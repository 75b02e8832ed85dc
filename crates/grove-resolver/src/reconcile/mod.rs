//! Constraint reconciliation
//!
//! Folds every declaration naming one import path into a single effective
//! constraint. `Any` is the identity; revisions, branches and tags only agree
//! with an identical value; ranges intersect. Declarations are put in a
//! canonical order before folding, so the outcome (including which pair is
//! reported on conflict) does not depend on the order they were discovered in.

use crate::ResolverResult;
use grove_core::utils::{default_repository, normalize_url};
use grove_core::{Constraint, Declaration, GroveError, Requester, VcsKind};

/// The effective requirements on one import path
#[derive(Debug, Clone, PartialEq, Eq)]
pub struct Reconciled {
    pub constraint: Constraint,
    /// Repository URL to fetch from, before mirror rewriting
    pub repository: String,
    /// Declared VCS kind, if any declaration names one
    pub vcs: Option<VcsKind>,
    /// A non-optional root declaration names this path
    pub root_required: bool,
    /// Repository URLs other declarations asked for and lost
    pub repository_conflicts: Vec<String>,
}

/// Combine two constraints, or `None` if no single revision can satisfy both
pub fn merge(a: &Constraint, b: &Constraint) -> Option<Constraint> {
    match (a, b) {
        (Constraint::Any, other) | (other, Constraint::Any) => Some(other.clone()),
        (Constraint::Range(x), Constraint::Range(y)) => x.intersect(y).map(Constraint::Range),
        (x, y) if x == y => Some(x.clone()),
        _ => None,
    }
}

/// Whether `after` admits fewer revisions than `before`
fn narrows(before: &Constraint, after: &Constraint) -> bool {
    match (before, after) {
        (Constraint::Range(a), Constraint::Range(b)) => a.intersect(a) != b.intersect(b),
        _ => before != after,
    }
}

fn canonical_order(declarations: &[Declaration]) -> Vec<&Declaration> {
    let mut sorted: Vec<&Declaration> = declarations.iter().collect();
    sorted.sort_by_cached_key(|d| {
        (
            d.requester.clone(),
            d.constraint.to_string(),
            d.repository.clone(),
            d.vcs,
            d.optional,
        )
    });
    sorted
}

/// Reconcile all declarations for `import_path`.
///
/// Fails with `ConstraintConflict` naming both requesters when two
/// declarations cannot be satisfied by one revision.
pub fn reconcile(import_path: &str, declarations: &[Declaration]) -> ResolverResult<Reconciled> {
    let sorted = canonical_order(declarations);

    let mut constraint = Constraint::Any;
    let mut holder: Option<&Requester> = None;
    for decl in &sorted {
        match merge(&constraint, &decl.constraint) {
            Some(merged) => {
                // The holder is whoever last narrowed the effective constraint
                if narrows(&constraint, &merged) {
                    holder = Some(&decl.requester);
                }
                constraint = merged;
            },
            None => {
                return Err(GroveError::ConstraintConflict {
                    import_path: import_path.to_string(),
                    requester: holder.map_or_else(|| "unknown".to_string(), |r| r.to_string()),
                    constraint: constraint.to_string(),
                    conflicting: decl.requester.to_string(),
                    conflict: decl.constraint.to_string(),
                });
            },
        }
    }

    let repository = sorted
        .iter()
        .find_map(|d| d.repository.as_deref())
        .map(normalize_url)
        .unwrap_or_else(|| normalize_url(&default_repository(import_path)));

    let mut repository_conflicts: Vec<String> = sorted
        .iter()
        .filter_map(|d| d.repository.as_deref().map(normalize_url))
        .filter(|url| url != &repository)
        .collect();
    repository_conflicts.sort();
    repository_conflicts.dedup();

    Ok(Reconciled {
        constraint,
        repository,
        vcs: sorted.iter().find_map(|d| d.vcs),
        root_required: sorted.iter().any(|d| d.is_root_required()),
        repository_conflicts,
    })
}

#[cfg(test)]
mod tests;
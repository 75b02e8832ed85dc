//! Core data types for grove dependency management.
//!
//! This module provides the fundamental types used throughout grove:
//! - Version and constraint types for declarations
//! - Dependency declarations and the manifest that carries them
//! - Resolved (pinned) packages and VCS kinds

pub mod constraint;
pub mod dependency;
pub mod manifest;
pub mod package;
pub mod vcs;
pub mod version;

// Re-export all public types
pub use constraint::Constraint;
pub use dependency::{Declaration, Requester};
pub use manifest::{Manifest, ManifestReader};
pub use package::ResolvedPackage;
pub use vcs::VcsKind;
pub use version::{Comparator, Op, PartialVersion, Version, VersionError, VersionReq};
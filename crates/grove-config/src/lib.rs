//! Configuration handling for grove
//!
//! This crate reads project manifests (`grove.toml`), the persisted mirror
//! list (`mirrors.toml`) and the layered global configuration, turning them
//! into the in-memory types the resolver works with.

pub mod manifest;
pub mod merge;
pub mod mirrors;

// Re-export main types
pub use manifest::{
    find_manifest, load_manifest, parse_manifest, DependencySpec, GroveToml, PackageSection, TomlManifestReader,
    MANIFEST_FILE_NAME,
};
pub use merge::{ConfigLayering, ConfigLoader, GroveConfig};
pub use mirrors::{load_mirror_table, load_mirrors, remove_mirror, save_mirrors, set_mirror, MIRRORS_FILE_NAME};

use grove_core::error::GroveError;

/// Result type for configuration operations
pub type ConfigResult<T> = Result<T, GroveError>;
※ ※ ※
### Directions for this task
Give only the number of lines in the data that hold the word "other".

### Result for this exercise
2